▼▼▼
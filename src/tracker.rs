//! Stage snapshot state machine.
//!
//! [`PipelineTracker`] is the façade an executor calls to move stages through
//! `pending -> running -> {completed, failed}`. Every call is a read-modify-write
//! of the whole project record, conditional on the version that was read; when
//! another writer got there first the cycle is repeated under the tracker's
//! [`RetryPolicy`].

use std::sync::Arc;
use chrono::Utc;
use thiserror::Error;

use crate::errors::record_and_continue;
use crate::models::{
    ErrorInfo, ProjectRecord, ProjectStatus, StageEntry, StageName, StageRef, StageStatus, SubStageEntry,
    SubStageName,
};
use crate::progress::ProgressWeights;
use crate::store::{Attribute, RecordStore, RetryPolicy, StoreError, WriteCondition};

#[derive(Debug, Error)]
pub enum TrackerError {
    #[error("project '{0}' not found")]
    NotFound(String),

    #[error("unknown stage '{0}'")]
    InvalidStage(String),

    /// Optimistic retries ran out while other writers kept winning
    #[error("project '{id}' kept changing concurrently; gave up after {attempts} attempts")]
    Conflict { id: String, attempts: u32 },

    #[error(transparent)]
    Store(StoreError),
}

impl TrackerError {
    /// Errors caused by the caller's input rather than the store
    pub fn is_user_error(&self) -> bool {
        matches!(self, TrackerError::NotFound(_) | TrackerError::InvalidStage(_))
    }
}

impl From<StoreError> for TrackerError {
    fn from(err: StoreError) -> Self {
        match err {
            StoreError::NotFound(id) => TrackerError::NotFound(id),
            other => TrackerError::Store(other),
        }
    }
}

pub type Result<T> = std::result::Result<T, TrackerError>;

/// Parse a stage argument into a [`StageRef`]
pub fn parse_stage(stage: &str) -> Result<StageRef> {
    StageRef::parse(stage).ok_or_else(|| TrackerError::InvalidStage(stage.to_string()))
}

#[derive(Clone)]
pub struct PipelineTracker {
    store: Arc<dyn RecordStore>,
    policy: RetryPolicy,
    weights: ProgressWeights,
}

impl PipelineTracker {
    pub fn new(store: Arc<dyn RecordStore>) -> Self {
        Self::with_policy(store, RetryPolicy::default())
    }

    /// `policy` bounds the optimistic read-modify-write retries
    pub fn with_policy(store: Arc<dyn RecordStore>, policy: RetryPolicy) -> Self {
        Self {
            store,
            policy,
            weights: ProgressWeights::default(),
        }
    }

    pub fn with_weights(mut self, weights: ProgressWeights) -> Self {
        self.weights = weights;
        self
    }

    pub fn store(&self) -> &Arc<dyn RecordStore> {
        &self.store
    }

    /// Load a project, failing with NotFound when absent
    pub fn get(&self, id: &str) -> Result<ProjectRecord> {
        self.store
            .get(id)?
            .ok_or_else(|| TrackerError::NotFound(id.to_string()))
    }

    /// Create (or reset) a project: every stage pending, status building, progress 0.
    ///
    /// An existing record with the same id is overwritten.
    pub fn initialize(&self, id: &str, requirement: &str, requester: &str, tags: &[String]) -> Result<ProjectRecord> {
        let mut record = ProjectRecord::new(id, requirement, requester, tags.to_vec());
        let now = record.created_ts;
        self.recompute(&mut record, now);
        record.version = self.store.put(&record, WriteCondition::Always)?;
        log::debug!("initialized project {} (version {})", id, record.version);
        Ok(record)
    }

    /// Set or clear the project's display name
    pub fn rename(&self, id: &str, name: Option<&str>) -> Result<u64> {
        let attributes = [
            Attribute::Name(name.map(str::to_string)),
            Attribute::UpdatedTs(Utc::now().timestamp()),
        ];
        Ok(self.store.update(id, &attributes)?)
    }

    /// Mark a stage (or `development.<sub>`) running.
    ///
    /// Earlier stages that are not completed are forced to completed.
    pub fn mark_stage_running(&self, id: &str, stage: &str) -> Result<ProjectRecord> {
        let target = parse_stage(stage)?;
        self.mutate(id, "start", |record, now| {
            let name = target.stage();
            catch_up(record, name, now);
            let entry = stage_entry(record, name)?;
            match target {
                StageRef::Stage(_) => start_stage(entry, now),
                StageRef::SubStage(sub) => {
                    if entry.status != StageStatus::Running {
                        start_stage(entry, now);
                    }
                    entry.logs.push(log_line(now, &format!("{} started", sub.display_name())));
                    start_sub_stage(sub_stage_entry(entry, sub)?, now);
                }
            }
            if record.status == ProjectStatus::Pending {
                record.status = ProjectStatus::Building;
            }
            Ok(())
        })
    }

    /// Mark a stage (or `development.<sub>`) completed.
    ///
    /// Completing the last stage with every other stage completed completes the project.
    pub fn mark_stage_completed(&self, id: &str, stage: &str) -> Result<ProjectRecord> {
        let target = parse_stage(stage)?;
        self.mutate(id, "complete", |record, now| {
            let entry = stage_entry(record, target.stage())?;
            match target {
                StageRef::Stage(_) => complete_stage(entry, now),
                StageRef::SubStage(sub) => {
                    entry.logs.push(log_line(now, &format!("{} completed", sub.display_name())));
                    complete_sub_stage(sub_stage_entry(entry, sub)?, now);
                }
            }
            let last = matches!(target, StageRef::Stage(name) if name.is_last());
            if last && record.all_stages_completed() {
                finish_project(record, now);
            }
            Ok(())
        })
    }

    /// Mark a stage (or `development.<sub>`) failed and fail the project.
    ///
    /// The project's error info is written afterwards as a best-effort
    /// annotation; losing it does not fail the call.
    pub fn mark_stage_failed(&self, id: &str, stage: &str, message: &str) -> Result<ProjectRecord> {
        let target = parse_stage(stage)?;
        let mut record = self.mutate(id, "fail", |record, now| {
            let entry = stage_entry(record, target.stage())?;
            if let StageRef::SubStage(sub) = target {
                fail_sub_stage(sub_stage_entry(entry, sub)?, now);
            }
            fail_stage(entry, message, now);
            record.status = ProjectStatus::Failed;
            Ok(())
        })?;

        let info = ErrorInfo {
            stage: target.to_string(),
            message: message.to_string(),
            occurred_ts: record.updated_ts,
        };
        let annotation = self.store.update(id, &[Attribute::Error(Some(info.clone()))]);
        if let Some(version) = record_and_continue("failed to annotate project error", annotation) {
            record.error = Some(info);
            record.version = version;
        }
        Ok(record)
    }

    /// Force-complete every stage and sub-stage, then the project
    pub fn mark_project_completed(&self, id: &str) -> Result<ProjectRecord> {
        self.mutate(id, "finish", |record, now| {
            for entry in record.stages.iter_mut() {
                if entry.status != StageStatus::Completed {
                    complete_stage(entry, now);
                }
            }
            finish_project(record, now);
            Ok(())
        })
    }

    /// Read-modify-write loop conditional on the version read
    fn mutate<F>(&self, id: &str, action: &str, mut apply: F) -> Result<ProjectRecord>
    where
        F: FnMut(&mut ProjectRecord, i64) -> Result<()>,
    {
        let attempts = self.policy.max_attempts.max(1);
        for attempt in 0..attempts {
            let mut record = self.get(id)?;
            let expected = record.version;
            let now = Utc::now().timestamp();
            apply(&mut record, now)?;
            self.recompute(&mut record, now);

            match self.store.put(&record, WriteCondition::IfVersion(expected)) {
                Ok(version) => {
                    record.version = version;
                    log::debug!("{} {}: stored version {}", action, id, version);
                    return Ok(record);
                }
                Err(err) if err.is_conflict() => {
                    log::debug!("{} {}: attempt {}/{} lost a race ({})", action, id, attempt + 1, attempts, err);
                    if attempt + 1 < attempts {
                        std::thread::sleep(self.policy.delay_for(attempt));
                    }
                }
                Err(err) => return Err(err.into()),
            }
        }
        log::warn!("{} {}: giving up after {} conflicting attempts", action, id, attempts);
        Err(TrackerError::Conflict { id: id.to_string(), attempts })
    }

    /// Derived fields written with every mutation
    fn recompute(&self, record: &mut ProjectRecord, now: i64) {
        record.total_stages = record.stages.len() as u32;
        record.completed_stages = record.count_completed();
        record.progress = if record.status == ProjectStatus::Completed {
            100.0
        } else {
            self.weights.calculate(&record.stages)
        };
        record.updated_ts = record.updated_ts.max(now);
    }
}

fn stage_entry(record: &mut ProjectRecord, name: StageName) -> Result<&mut StageEntry> {
    let id = record.id.clone();
    record
        .stage_mut(name)
        .ok_or_else(|| TrackerError::InvalidStage(format!("{} (missing from project '{}')", name.as_str(), id)))
}

fn sub_stage_entry(entry: &mut StageEntry, sub: SubStageName) -> Result<&mut SubStageEntry> {
    entry
        .sub_stage_mut(sub)
        .ok_or_else(|| TrackerError::InvalidStage(format!("development.{}", sub.as_str())))
}

fn log_line(now: i64, message: &str) -> String {
    let stamp = chrono::DateTime::from_timestamp(now, 0)
        .map(|dt| dt.format("%Y-%m-%d %H:%M:%S").to_string())
        .unwrap_or_else(|| now.to_string());
    format!("[{}] {}", stamp, message)
}

fn duration_between(started: Option<i64>, finished: Option<i64>) -> Option<i64> {
    match (started, finished) {
        (Some(start), Some(end)) => Some((end - start).max(0)),
        _ => None,
    }
}

/// Complete every stage before `target` that is not already completed
fn catch_up(record: &mut ProjectRecord, target: StageName, now: i64) {
    for entry in record.stages.iter_mut() {
        if entry.name.order() < target.order() && entry.status != StageStatus::Completed {
            complete_stage(entry, now);
            entry.logs.push(log_line(now, "completed by catch-up"));
        }
    }
}

fn start_stage(entry: &mut StageEntry, now: i64) {
    entry.status = StageStatus::Running;
    entry.started_ts.get_or_insert(now);
    entry.completed_ts = None;
    entry.duration_secs = None;
    entry.error = None;
    entry.logs.push(log_line(now, "started"));
}

/// A completed compound stage carries completed sub-stages
fn complete_stage(entry: &mut StageEntry, now: i64) {
    entry.status = StageStatus::Completed;
    let completed = *entry.completed_ts.get_or_insert(now);
    entry.duration_secs = duration_between(entry.started_ts, Some(completed));
    entry.error = None;
    if let Some(subs) = entry.sub_stages.as_mut() {
        for sub in subs.iter_mut().filter(|s| s.status != StageStatus::Completed) {
            complete_sub_stage(sub, now);
        }
    }
    entry.logs.push(log_line(now, "completed"));
}

fn fail_stage(entry: &mut StageEntry, message: &str, now: i64) {
    entry.status = StageStatus::Failed;
    let failed = entry.completed_ts.map_or(now, |ts| ts.max(now));
    entry.completed_ts = Some(failed);
    entry.duration_secs = duration_between(entry.started_ts, Some(failed));
    entry.error = Some(message.to_string());
    entry.logs.push(log_line(now, &format!("failed: {}", message)));
}

fn start_sub_stage(sub: &mut SubStageEntry, now: i64) {
    sub.status = StageStatus::Running;
    sub.started_ts.get_or_insert(now);
    sub.completed_ts = None;
}

fn complete_sub_stage(sub: &mut SubStageEntry, now: i64) {
    sub.status = StageStatus::Completed;
    sub.completed_ts.get_or_insert(now);
}

fn fail_sub_stage(sub: &mut SubStageEntry, now: i64) {
    sub.status = StageStatus::Failed;
    sub.completed_ts = Some(sub.completed_ts.map_or(now, |ts| ts.max(now)));
}

fn finish_project(record: &mut ProjectRecord, now: i64) {
    record.status = ProjectStatus::Completed;
    record.completed_ts.get_or_insert(now);
}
▲▲▲
● **THE TASK**: Note how many lines of the entries contain the string "recompute", then give that number by itself.

● **WRITTEN ANSWER**: 3